(Beginning of Records for the exercise)

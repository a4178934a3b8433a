use std::collections::HashMap;

use derive_more::derive::From;
use serde::Serialize;

pub type Result<T> = core::result::Result<T, Error>;

/// Translation key used for transport failures.
pub const NETWORK_ERROR_KEY: &str = "frontMessages.NETWORK_ERROR";

/// Prefix of the translation keys used for server error codes.
pub const SERVER_MESSAGE_PREFIX: &str = "serverMessages.";

/// An enumeration representing the errors a pagination engine can surface
///
/// The engines never produce errors of their own beyond what the fetcher
/// reports. Every variant leaves the engine state exactly as it was before
/// the failed call.
///
/// # Variants
///
/// - `Network` - The request never reached the server (DNS, CORS, connectivity).
/// - `Server` - The server answered with the failure variant of the envelope.
/// - `Serde` - A response body could not be decoded into an envelope.
/// - `Fetch` - Any other error raised by the fetcher collaborator.
/// - `Closed` - A UI registry entry was dropped before it was resolved.
#[derive(Debug, From)]
pub enum Error {
    Network {
        reason: String,
    },

    Server {
        error: String,
        error_code: Option<String>,
    },

    #[from]
    Serde(serde_json::Error),

    #[from]
    Fetch(Box<dyn std::error::Error + Send + Sync>),

    Closed,
}

impl Error {
    pub fn network(reason: impl Into<String>) -> Self {
        Self::Network {
            reason: reason.into(),
        }
    }

    pub fn server(error: impl Into<String>, error_code: Option<String>) -> Self {
        Self::Server {
            error: error.into(),
            error_code,
        }
    }

    /// Resolves the message a view should show for this error.
    ///
    /// Network failures map to a generic localized message. Server failures
    /// are looked up by their error code and fall back to the raw server text
    /// when the translator has no mapping for it.
    pub fn message(&self, translator: &impl Translate) -> String {
        match self {
            Error::Network { reason } => translator
                .translate(NETWORK_ERROR_KEY)
                .unwrap_or_else(|| reason.clone()),
            Error::Server { error, error_code } => error_code
                .as_deref()
                .and_then(|code| translator.translate(&format!("{SERVER_MESSAGE_PREFIX}{code}")))
                .unwrap_or_else(|| error.clone()),
            other => other.to_string(),
        }
    }
}

/// Locale lookup collaborator used to resolve user-facing error messages.
pub trait Translate {
    fn translate(&self, key: &str) -> Option<String>;
}

impl Translate for HashMap<String, String> {
    fn translate(&self, key: &str) -> Option<String> {
        self.get(key).cloned()
    }
}

impl Serialize for Error {
    fn serialize<S>(&self, serializer: S) -> std::result::Result<S::Ok, S::Error>
    where
        S: serde::Serializer,
    {
        match self {
            Error::Network { reason } => serializer.serialize_str(reason),
            Error::Server { error, .. } => serializer.serialize_str(error),
            Error::Serde(serde_error) => serializer.serialize_str(&serde_error.to_string()),
            Error::Fetch(fetch_error) => serializer.serialize_str(&fetch_error.to_string()),
            Error::Closed => serializer.serialize_str("closed"),
        }
    }
}

// region:    --- Error Boilerplate

impl core::fmt::Display for Error {
    fn fmt(&self, fmt: &mut core::fmt::Formatter) -> core::result::Result<(), core::fmt::Error> {
        write!(fmt, "{self:?}")
    }
}

impl std::error::Error for Error {}

// endregion: --- Error Boilerplate

// region:    --- Tests


// endregion: --- Tests
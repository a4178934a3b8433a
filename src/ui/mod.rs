//! Shared UI state registries
//!
//! This module provides the small pieces of view state several screens share:
//! a dialog stack, a bottom-sheet stack, a toast slot and the embedding
//! context. They are built once through [`AppState`] and handed to consumers
//! by reference instead of living in globals.
//!
//! # Modules
//!
//! - `modal`: `ModalStack` for alert and confirm dialogs.
//! - `sheet`: `SheetStack` for bottom sheets.
//! - `toast`: `Toast`, a self-hiding single message slot.
//! - `embed`: `EmbedContext`, iframe detection and the parent-window bridge.

// region:    --- Modules

mod embed;
mod modal;
mod sheet;
mod toast;

pub use embed::{EmbedContext, EmbedFlags, EmbedMessage, Messenger};
pub use modal::{ModalEntry, ModalKind, ModalStack};
pub use sheet::{SheetEntry, SheetParams, SheetStack};
pub use toast::{Toast, ToastParams};

// endregion: --- Modules

use std::sync::Arc;

/// Application-wide UI state, created once at start-up and shared by `Arc`.
#[derive(Debug)]
pub struct AppState {
    pub modals: ModalStack,
    pub sheets: SheetStack,
    pub toast: Toast,
    pub embed: EmbedContext,
}

impl AppState {
    pub fn new(messenger: impl Messenger + 'static) -> Arc<Self> {
        Self::with_params(messenger, SheetParams::default(), ToastParams::default())
    }

    pub fn with_params(
        messenger: impl Messenger + 'static,
        sheet_params: SheetParams,
        toast_params: ToastParams,
    ) -> Arc<Self> {
        Arc::new(Self {
            modals: ModalStack::new(),
            sheets: SheetStack::new(sheet_params),
            toast: Toast::new(toast_params),
            embed: EmbedContext::new(messenger),
        })
    }
}
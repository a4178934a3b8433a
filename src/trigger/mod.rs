//! Viewport continuation trigger
//!
//! A trigger watches a [`Sentinel`] and asks its paged list for the next page
//! when the sentinel's visible fraction crosses the configured threshold. It
//! never loads while the list reports a fetch in flight or no remaining data,
//! and it never cancels a load it started.
//!
//! # Modules
//!
//! - `sentinel`: The observation target the host reports visibility into.

mod sentinel;

pub use sentinel::Sentinel;

use tokio::{sync::watch, task::JoinHandle};
use tracing::{debug, warn};

use crate::{params::clamp_threshold, Paginate, PaginationParams};

/// Loads the next page of `P` whenever the observed sentinel comes into view.
///
/// At most one observation is active. Arming against a new sentinel tears the
/// previous observation down first. Dropping the trigger stops observing.
pub struct ContinuationTrigger<P> {
    list: P,
    threshold: f32,
    enabled: bool,
    observation: Option<JoinHandle<()>>,
}

impl<P> ContinuationTrigger<P>
where
    P: Paginate + Clone + 'static,
{
    /// Creates a disarmed trigger. It stays inert when
    /// [`PaginationParams::infinite_scroll`] is disabled. The threshold is
    /// clamped into `[0.0, 1.0]`.
    pub fn new(list: P, params: &PaginationParams) -> Self {
        Self {
            list,
            threshold: clamp_threshold(params.threshold),
            enabled: params.infinite_scroll,
            observation: None,
        }
    }

    /// Starts observing `sentinel`, replacing any current observation.
    ///
    /// The current visibility is evaluated immediately, so a sentinel that is
    /// already in view triggers a load right away.
    ///
    /// # Panics
    ///
    /// Panics when called outside of a Tokio runtime.
    pub fn arm(&mut self, sentinel: &Sentinel) {
        if !self.enabled {
            return;
        }

        self.disarm();

        debug!("Arming continuation trigger: threshold={}", self.threshold);

        let observation = observe(self.list.clone(), sentinel.observe(), self.threshold);
        self.observation = Some(tokio::spawn(observation));
    }

    /// Follows a target reference: arms against a new target, disarms when it
    /// is cleared.
    pub fn set_target(&mut self, target: Option<&Sentinel>) {
        match target {
            Some(sentinel) => self.arm(sentinel),
            None => self.disarm(),
        }
    }
}

impl<P> ContinuationTrigger<P> {
    /// Stops observing. Loads already started keep running.
    pub fn disarm(&mut self) {
        if let Some(observation) = self.observation.take() {
            debug!("Disarming continuation trigger");
            observation.abort();
        }
    }

    pub fn is_armed(&self) -> bool {
        self.observation
            .as_ref()
            .is_some_and(|observation| !observation.is_finished())
    }

    pub fn is_enabled(&self) -> bool {
        self.enabled
    }

    pub fn threshold(&self) -> f32 {
        self.threshold
    }

    pub fn list(&self) -> &P {
        &self.list
    }
}

impl<P> Drop for ContinuationTrigger<P> {
    fn drop(&mut self) {
        self.disarm();
    }
}

fn is_intersecting(ratio: f32, threshold: f32) -> bool {
    ratio > 0.0 && ratio >= threshold
}

async fn observe<P>(list: P, mut visibility: watch::Receiver<f32>, threshold: f32)
where
    P: Paginate + Clone + 'static,
{
    let mut intersecting = false;

    loop {
        let ratio = *visibility.borrow_and_update();
        let now = is_intersecting(ratio, threshold);

        if now && !intersecting {
            continue_loading(&list);
        }
        intersecting = now;

        if visibility.changed().await.is_err() {
            debug!("Sentinel removed, continuation observation ended");
            break;
        }
    }
}

fn continue_loading<P>(list: &P)
where
    P: Paginate + Clone + 'static,
{
    if list.is_loading() || !list.has_more() {
        return;
    }

    let list = list.clone();

    tokio::spawn(async move {
        if let Err(err) = list.load().await {
            warn!("Continuation load failed: {err}");
        }
    });
}

// region:    --- Tests

#[cfg(test)]
mod tests {
    type Result<T> = core::result::Result<T, crate::Error>; // For tests.

    use std::sync::{
        atomic::{AtomicBool, AtomicUsize, Ordering},
        Arc,
    };

    use async_trait::async_trait;

    use crate::LoadOutcome;

    use super::*;

    #[derive(Clone, Default)]
    struct FakeList {
        loads: Arc<AtomicUsize>,
        loading: Arc<AtomicBool>,
        exhausted: Arc<AtomicBool>,
    }

    impl FakeList {
        fn loads(&self) -> usize {
            self.loads.load(Ordering::SeqCst)
        }
    }

    #[async_trait]
    impl Paginate for FakeList {
        async fn load(&self) -> Result<LoadOutcome> {
            self.loads.fetch_add(1, Ordering::SeqCst);
            Ok(LoadOutcome::Loaded { received: 1 })
        }

        fn reset(&self) {}

        fn is_loading(&self) -> bool {
            self.loading.load(Ordering::SeqCst)
        }

        fn has_more(&self) -> bool {
            !self.exhausted.load(Ordering::SeqCst)
        }
    }

    /// Lets spawned observation and load tasks run to their next suspension point.
    async fn settle() {
        for _ in 0..16 {
            tokio::task::yield_now().await;
        }
    }

    fn armed(fake: &FakeList, sentinel: &Sentinel) -> ContinuationTrigger<FakeList> {
        let mut trigger = ContinuationTrigger::new(fake.clone(), &PaginationParams::default());
        trigger.arm(sentinel);
        trigger
    }

    #[tokio::test]
    async fn test_trigger_fires_on_threshold_crossing() {
        let fake = FakeList::default();
        let sentinel = Sentinel::new();
        let _trigger = armed(&fake, &sentinel);

        settle().await;
        assert_eq!(0, fake.loads());

        sentinel.report(0.05);
        settle().await;
        assert_eq!(0, fake.loads());

        sentinel.report(0.5);
        settle().await;
        assert_eq!(1, fake.loads());

        // Staying in view is not a new crossing.
        sentinel.report(0.9);
        settle().await;
        assert_eq!(1, fake.loads());

        sentinel.report(0.0);
        settle().await;
        sentinel.report(0.2);
        settle().await;
        assert_eq!(2, fake.loads());
    }

    #[tokio::test]
    async fn test_trigger_fires_when_visible_at_arm() {
        let fake = FakeList::default();
        let sentinel = Sentinel::new();
        sentinel.report(1.0);

        let _trigger = armed(&fake, &sentinel);
        settle().await;

        assert_eq!(1, fake.loads());
    }

    #[tokio::test]
    async fn test_trigger_suspended_while_loading_or_exhausted() {
        let fake = FakeList::default();
        let sentinel = Sentinel::new();
        let _trigger = armed(&fake, &sentinel);

        fake.loading.store(true, Ordering::SeqCst);
        sentinel.report(1.0);
        settle().await;
        assert_eq!(0, fake.loads());

        fake.loading.store(false, Ordering::SeqCst);
        fake.exhausted.store(true, Ordering::SeqCst);
        sentinel.report(0.0);
        settle().await;
        sentinel.report(1.0);
        settle().await;
        assert_eq!(0, fake.loads());
    }

    #[tokio::test]
    async fn test_trigger_out_of_range_threshold_still_fires() {
        let fake = FakeList::default();
        let sentinel = Sentinel::new();

        let params = PaginationParams {
            threshold: 5.0,
            ..Default::default()
        };
        let mut trigger = ContinuationTrigger::new(fake.clone(), &params);
        assert_eq!(1.0, trigger.threshold());

        trigger.arm(&sentinel);
        sentinel.report(1.0);
        settle().await;

        assert_eq!(1, fake.loads());
    }

    #[tokio::test]
    async fn test_trigger_inert_without_infinite_scroll() {
        let fake = FakeList::default();
        let sentinel = Sentinel::new();
        sentinel.report(1.0);

        let params = PaginationParams::default().with_infinite_scroll(false);
        let mut trigger = ContinuationTrigger::new(fake.clone(), &params);
        trigger.arm(&sentinel);
        settle().await;

        assert!(!trigger.is_enabled());
        assert!(!trigger.is_armed());
        assert_eq!(0, fake.loads());
    }

    #[tokio::test]
    async fn test_trigger_disarm_and_drop_stop_observing() {
        let fake = FakeList::default();
        let sentinel = Sentinel::new();

        let mut trigger = armed(&fake, &sentinel);
        settle().await;
        trigger.disarm();
        assert!(!trigger.is_armed());

        sentinel.report(1.0);
        settle().await;
        assert_eq!(0, fake.loads());

        sentinel.report(0.0);
        let trigger = armed(&fake, &sentinel);
        settle().await;
        drop(trigger);

        sentinel.report(1.0);
        settle().await;
        assert_eq!(0, fake.loads());
    }

    #[tokio::test]
    async fn test_trigger_rearm_follows_new_target() {
        let fake = FakeList::default();
        let old_target = Sentinel::new();
        let new_target = Sentinel::new();

        let mut trigger = armed(&fake, &old_target);
        settle().await;
        trigger.set_target(Some(&new_target));
        settle().await;

        old_target.report(1.0);
        settle().await;
        assert_eq!(0, fake.loads());

        new_target.report(1.0);
        settle().await;
        assert_eq!(1, fake.loads());

        trigger.set_target(None);
        assert!(!trigger.is_armed());
    }

    #[tokio::test]
    async fn test_trigger_ends_when_sentinel_removed() {
        let fake = FakeList::default();
        let sentinel = Sentinel::new();

        let mut trigger = armed(&fake, &sentinel);
        settle().await;
        assert!(trigger.is_armed());

        drop(sentinel);
        settle().await;
        assert!(!trigger.is_armed());

        // Re-arming against a fresh target still works.
        let replacement = Sentinel::new();
        trigger.arm(&replacement);
        replacement.report(1.0);
        settle().await;
        assert_eq!(1, fake.loads());
    }

    #[cfg(feature = "cursor")]
    #[tokio::test]
    async fn test_trigger_drives_cursor_engine() -> Result<()> {
        use crate::{cursor::CursorPagination, ApiResponse, Cursor, CursorPage, CursorRequest};

        let feed = CursorPagination::new(|request: CursorRequest| async move {
            let start = match request.cursor {
                Some(Cursor::Id(id)) => id,
                _ => 0,
            };

            Result::Ok(ApiResponse::success(CursorPage {
                content: vec![start, start + 1],
                next_cursor: Some(Cursor::Id(start + 2)),
                has_next: start < 2,
                size: request.size,
            }))
        });

        let sentinel = Sentinel::new();
        let mut trigger = feed.continuation();
        trigger.set_target(Some(&sentinel));

        sentinel.report(1.0);
        settle().await;
        assert_eq!(vec![0, 1], feed.items());

        sentinel.report(0.0);
        settle().await;
        sentinel.report(1.0);
        settle().await;
        assert_eq!(vec![0, 1, 2, 3], feed.items());
        assert!(!feed.has_more());

        // Exhausted: further crossings do nothing.
        sentinel.report(0.0);
        settle().await;
        sentinel.report(1.0);
        settle().await;
        assert_eq!(4, feed.len());

        Ok(())
    }

    #[cfg(feature = "offset")]
    #[tokio::test]
    async fn test_trigger_mounted_on_offset_engine() -> Result<()> {
        use crate::{offset::OffsetPagination, ApiResponse, OffsetPage, OffsetRequest};

        let list = OffsetPagination::new(|request: OffsetRequest| async move {
            Result::Ok(ApiResponse::success(OffsetPage {
                content: vec![request.page],
                page: request.page,
                size: request.size,
                total_elements: 3,
                total_pages: 3,
                has_next: request.page < 2,
                has_previous: request.page > 0,
            }))
        });

        let sentinel = Sentinel::new();
        sentinel.report(1.0);

        let trigger = list.mount(Some(&sentinel));
        settle().await;
        assert!(trigger.is_armed());
        assert_eq!(vec![0], list.items());

        drop(trigger);
        sentinel.report(0.0);
        sentinel.report(1.0);
        settle().await;
        assert_eq!(vec![0], list.items());

        let unmounted = list.mount(None);
        assert!(!unmounted.is_armed());

        Ok(())
    }
}

// endregion: --- Tests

(End of Records for the exercise)

Begin at the first line of the entries above and copy every line exactly, ending with the line that contains "server error codes.".

**Expected answer**
repository a4178934a3b8433a
use std::collections::HashMap;

use derive_more::derive::From;
use serde::Serialize;

pub type Result<T> = core::result::Result<T, Error>;

/// Translation key used for transport failures.
pub const NETWORK_ERROR_KEY: &str = "frontMessages.NETWORK_ERROR";

/// Prefix of the translation keys used for server error codes.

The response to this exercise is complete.